*How to complete this task*: Whenever a line below holds the word "format", copy that line.

*The input*:
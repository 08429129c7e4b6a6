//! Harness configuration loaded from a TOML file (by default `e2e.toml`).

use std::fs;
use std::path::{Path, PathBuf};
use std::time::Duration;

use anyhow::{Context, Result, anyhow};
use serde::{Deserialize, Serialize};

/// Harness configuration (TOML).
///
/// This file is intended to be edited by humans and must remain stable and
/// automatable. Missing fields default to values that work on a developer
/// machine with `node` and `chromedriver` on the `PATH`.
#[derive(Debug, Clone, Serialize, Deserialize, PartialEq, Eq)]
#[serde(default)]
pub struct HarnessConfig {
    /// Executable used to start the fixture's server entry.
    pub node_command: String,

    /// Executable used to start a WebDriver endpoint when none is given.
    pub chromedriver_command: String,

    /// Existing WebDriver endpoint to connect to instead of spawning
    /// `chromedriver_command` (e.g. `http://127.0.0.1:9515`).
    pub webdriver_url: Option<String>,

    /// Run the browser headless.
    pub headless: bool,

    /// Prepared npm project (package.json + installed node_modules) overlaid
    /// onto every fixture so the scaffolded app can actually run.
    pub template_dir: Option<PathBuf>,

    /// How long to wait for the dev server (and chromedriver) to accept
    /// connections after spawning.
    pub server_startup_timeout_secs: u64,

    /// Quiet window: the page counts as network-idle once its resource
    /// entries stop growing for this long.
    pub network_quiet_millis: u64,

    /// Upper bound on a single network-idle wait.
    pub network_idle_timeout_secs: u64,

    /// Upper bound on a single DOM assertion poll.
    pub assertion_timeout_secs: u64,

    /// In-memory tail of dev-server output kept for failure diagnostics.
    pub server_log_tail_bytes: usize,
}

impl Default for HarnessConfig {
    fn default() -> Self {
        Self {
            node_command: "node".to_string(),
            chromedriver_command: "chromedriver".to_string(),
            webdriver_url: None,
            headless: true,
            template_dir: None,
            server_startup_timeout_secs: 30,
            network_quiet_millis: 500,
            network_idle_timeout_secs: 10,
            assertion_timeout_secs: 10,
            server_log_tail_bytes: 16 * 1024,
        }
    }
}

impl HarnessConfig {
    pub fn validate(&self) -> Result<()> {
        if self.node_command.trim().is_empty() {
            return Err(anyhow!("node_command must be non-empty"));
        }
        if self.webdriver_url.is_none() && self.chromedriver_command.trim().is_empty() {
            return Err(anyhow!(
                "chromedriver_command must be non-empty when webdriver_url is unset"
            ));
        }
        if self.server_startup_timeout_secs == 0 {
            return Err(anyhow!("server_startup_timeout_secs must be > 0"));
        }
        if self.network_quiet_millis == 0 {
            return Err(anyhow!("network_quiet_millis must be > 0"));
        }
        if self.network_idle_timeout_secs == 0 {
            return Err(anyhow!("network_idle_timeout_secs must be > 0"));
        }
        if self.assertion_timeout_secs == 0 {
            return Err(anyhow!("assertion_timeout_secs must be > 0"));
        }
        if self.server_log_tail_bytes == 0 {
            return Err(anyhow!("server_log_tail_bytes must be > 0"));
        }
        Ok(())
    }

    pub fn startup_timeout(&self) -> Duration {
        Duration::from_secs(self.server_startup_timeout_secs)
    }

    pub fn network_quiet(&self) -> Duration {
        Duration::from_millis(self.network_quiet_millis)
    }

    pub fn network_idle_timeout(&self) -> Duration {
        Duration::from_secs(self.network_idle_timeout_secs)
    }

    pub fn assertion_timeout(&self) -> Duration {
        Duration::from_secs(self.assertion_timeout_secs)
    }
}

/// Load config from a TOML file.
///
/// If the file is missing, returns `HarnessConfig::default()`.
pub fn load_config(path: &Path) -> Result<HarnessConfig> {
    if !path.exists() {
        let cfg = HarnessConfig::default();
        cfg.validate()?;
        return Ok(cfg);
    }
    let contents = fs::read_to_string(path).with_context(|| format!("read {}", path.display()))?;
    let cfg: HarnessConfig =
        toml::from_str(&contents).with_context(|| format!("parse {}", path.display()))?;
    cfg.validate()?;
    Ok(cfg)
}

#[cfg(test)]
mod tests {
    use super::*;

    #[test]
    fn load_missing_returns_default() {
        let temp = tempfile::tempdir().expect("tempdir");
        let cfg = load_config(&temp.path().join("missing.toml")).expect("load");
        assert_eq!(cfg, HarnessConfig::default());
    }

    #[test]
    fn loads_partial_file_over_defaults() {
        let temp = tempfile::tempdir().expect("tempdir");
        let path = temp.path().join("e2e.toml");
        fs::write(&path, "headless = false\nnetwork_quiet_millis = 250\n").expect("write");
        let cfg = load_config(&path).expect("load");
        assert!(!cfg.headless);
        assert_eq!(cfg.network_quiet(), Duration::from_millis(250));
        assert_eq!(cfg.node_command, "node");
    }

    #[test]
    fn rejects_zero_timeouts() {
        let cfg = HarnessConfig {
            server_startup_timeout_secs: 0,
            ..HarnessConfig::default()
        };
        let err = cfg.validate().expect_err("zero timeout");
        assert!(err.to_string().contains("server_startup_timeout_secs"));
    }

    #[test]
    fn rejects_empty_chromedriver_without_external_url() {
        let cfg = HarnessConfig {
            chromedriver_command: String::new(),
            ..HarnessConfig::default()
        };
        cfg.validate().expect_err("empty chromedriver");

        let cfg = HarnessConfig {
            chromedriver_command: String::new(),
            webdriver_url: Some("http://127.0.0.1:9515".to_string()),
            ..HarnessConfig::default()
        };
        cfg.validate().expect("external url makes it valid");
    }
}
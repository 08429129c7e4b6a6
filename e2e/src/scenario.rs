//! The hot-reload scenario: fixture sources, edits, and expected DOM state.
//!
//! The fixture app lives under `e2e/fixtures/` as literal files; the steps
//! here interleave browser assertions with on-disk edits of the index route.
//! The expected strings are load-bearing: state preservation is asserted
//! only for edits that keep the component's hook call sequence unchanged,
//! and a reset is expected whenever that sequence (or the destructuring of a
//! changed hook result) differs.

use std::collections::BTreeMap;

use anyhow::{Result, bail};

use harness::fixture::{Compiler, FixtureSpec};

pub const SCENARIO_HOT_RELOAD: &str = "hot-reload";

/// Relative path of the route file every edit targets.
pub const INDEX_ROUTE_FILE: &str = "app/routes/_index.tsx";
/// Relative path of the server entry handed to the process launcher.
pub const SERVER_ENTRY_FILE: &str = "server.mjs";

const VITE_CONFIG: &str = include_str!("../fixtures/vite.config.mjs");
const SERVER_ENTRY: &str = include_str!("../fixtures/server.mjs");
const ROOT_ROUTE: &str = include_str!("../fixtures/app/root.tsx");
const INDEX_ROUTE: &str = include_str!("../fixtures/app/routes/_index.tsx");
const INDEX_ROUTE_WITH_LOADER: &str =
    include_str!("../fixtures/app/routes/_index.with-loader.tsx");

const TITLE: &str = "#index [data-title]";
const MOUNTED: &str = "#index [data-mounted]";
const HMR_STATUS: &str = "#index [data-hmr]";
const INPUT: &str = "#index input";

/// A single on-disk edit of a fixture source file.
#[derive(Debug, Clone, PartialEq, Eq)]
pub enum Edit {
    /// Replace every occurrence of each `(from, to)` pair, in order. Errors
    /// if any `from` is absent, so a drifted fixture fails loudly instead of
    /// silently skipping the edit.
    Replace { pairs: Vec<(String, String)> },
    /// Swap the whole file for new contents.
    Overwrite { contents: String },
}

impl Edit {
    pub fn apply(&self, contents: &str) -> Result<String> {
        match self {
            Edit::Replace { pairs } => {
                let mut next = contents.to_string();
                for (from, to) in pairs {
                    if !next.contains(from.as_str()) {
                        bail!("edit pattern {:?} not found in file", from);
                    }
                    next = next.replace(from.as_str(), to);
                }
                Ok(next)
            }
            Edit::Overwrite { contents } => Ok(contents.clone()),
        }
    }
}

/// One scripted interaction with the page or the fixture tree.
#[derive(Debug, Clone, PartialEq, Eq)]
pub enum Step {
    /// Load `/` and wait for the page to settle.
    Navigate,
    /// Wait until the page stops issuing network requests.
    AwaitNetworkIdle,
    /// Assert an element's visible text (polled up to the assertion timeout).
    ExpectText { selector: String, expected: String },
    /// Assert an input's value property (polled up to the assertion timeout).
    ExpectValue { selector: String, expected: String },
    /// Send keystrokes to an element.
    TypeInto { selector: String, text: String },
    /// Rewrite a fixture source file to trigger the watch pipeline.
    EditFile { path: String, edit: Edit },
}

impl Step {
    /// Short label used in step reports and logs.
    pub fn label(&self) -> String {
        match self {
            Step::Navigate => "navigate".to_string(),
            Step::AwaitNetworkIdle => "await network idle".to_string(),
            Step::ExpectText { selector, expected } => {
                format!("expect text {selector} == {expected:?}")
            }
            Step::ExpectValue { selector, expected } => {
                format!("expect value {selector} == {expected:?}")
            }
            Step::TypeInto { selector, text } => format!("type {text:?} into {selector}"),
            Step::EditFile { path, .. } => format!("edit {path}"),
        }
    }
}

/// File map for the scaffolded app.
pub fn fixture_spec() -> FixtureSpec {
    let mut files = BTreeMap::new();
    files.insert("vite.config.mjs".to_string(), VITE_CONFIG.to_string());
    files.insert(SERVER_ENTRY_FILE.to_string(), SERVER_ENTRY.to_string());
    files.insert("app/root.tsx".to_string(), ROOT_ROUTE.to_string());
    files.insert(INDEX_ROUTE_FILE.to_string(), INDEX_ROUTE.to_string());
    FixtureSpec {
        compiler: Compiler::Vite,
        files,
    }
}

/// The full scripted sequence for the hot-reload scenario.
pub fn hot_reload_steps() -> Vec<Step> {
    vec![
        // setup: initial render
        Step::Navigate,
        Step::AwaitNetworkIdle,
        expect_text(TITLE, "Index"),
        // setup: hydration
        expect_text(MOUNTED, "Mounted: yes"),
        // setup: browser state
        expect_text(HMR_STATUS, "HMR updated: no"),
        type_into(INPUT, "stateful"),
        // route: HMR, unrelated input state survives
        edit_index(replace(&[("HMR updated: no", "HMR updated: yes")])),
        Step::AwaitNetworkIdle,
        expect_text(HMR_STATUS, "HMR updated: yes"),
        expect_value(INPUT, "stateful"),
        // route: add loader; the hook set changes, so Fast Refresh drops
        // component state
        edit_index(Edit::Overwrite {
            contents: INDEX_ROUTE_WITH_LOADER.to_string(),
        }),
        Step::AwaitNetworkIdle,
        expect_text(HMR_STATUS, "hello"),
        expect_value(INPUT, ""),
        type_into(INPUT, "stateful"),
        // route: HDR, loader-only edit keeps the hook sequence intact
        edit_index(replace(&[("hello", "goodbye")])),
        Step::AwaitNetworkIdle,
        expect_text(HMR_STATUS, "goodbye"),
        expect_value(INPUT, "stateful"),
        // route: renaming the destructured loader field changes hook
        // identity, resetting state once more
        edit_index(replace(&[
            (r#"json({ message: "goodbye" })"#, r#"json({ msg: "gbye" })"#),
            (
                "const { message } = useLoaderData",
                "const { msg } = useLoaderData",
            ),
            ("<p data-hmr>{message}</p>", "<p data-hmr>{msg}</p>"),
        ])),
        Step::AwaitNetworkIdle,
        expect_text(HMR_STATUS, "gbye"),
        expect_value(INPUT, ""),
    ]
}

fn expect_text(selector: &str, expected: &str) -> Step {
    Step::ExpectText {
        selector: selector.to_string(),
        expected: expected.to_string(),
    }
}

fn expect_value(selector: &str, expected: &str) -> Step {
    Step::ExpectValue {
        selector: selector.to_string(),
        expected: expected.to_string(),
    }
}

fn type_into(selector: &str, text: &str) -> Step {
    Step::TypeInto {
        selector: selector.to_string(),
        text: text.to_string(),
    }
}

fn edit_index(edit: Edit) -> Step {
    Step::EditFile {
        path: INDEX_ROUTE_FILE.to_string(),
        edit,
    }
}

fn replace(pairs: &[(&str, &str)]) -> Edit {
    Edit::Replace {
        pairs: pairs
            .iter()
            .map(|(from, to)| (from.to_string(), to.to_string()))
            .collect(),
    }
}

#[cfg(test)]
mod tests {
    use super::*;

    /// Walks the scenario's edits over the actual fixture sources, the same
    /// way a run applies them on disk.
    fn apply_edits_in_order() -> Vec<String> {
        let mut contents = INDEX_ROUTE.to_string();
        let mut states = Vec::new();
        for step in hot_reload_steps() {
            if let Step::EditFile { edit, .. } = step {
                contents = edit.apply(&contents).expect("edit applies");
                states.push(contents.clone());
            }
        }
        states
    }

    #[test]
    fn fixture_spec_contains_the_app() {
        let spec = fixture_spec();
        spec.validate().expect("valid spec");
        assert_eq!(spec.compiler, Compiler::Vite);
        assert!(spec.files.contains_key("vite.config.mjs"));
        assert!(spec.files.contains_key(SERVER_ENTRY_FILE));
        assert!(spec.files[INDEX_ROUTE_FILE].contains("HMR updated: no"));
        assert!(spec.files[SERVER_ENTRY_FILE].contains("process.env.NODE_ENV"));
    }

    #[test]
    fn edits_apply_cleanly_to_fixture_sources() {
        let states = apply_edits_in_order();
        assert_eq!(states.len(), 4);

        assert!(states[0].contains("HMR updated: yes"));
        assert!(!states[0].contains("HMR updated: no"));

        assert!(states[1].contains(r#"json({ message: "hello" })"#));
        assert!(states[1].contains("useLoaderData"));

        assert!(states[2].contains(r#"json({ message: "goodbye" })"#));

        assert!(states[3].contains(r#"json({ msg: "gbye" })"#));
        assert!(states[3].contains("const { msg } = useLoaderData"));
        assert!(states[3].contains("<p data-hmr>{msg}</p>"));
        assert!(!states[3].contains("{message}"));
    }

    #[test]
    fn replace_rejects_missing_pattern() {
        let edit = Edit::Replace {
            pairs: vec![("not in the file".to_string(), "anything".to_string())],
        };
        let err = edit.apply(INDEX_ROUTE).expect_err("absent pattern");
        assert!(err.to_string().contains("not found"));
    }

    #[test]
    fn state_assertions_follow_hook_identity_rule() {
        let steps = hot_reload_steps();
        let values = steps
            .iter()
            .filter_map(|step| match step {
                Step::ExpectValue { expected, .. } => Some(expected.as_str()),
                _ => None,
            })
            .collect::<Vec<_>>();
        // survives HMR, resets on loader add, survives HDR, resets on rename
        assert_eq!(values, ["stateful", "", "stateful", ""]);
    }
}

*Written response*:
    let contents = fs::read_to_string(path).with_context(|| format!("read {}", path.display()))?;
        toml::from_str(&contents).with_context(|| format!("parse {}", path.display()))?;
                format!("expect text {selector} == {expected:?}")
                format!("expect value {selector} == {expected:?}")
            Step::TypeInto { selector, text } => format!("type {text:?} into {selector}"),
            Step::EditFile { path, .. } => format!("edit {path}"),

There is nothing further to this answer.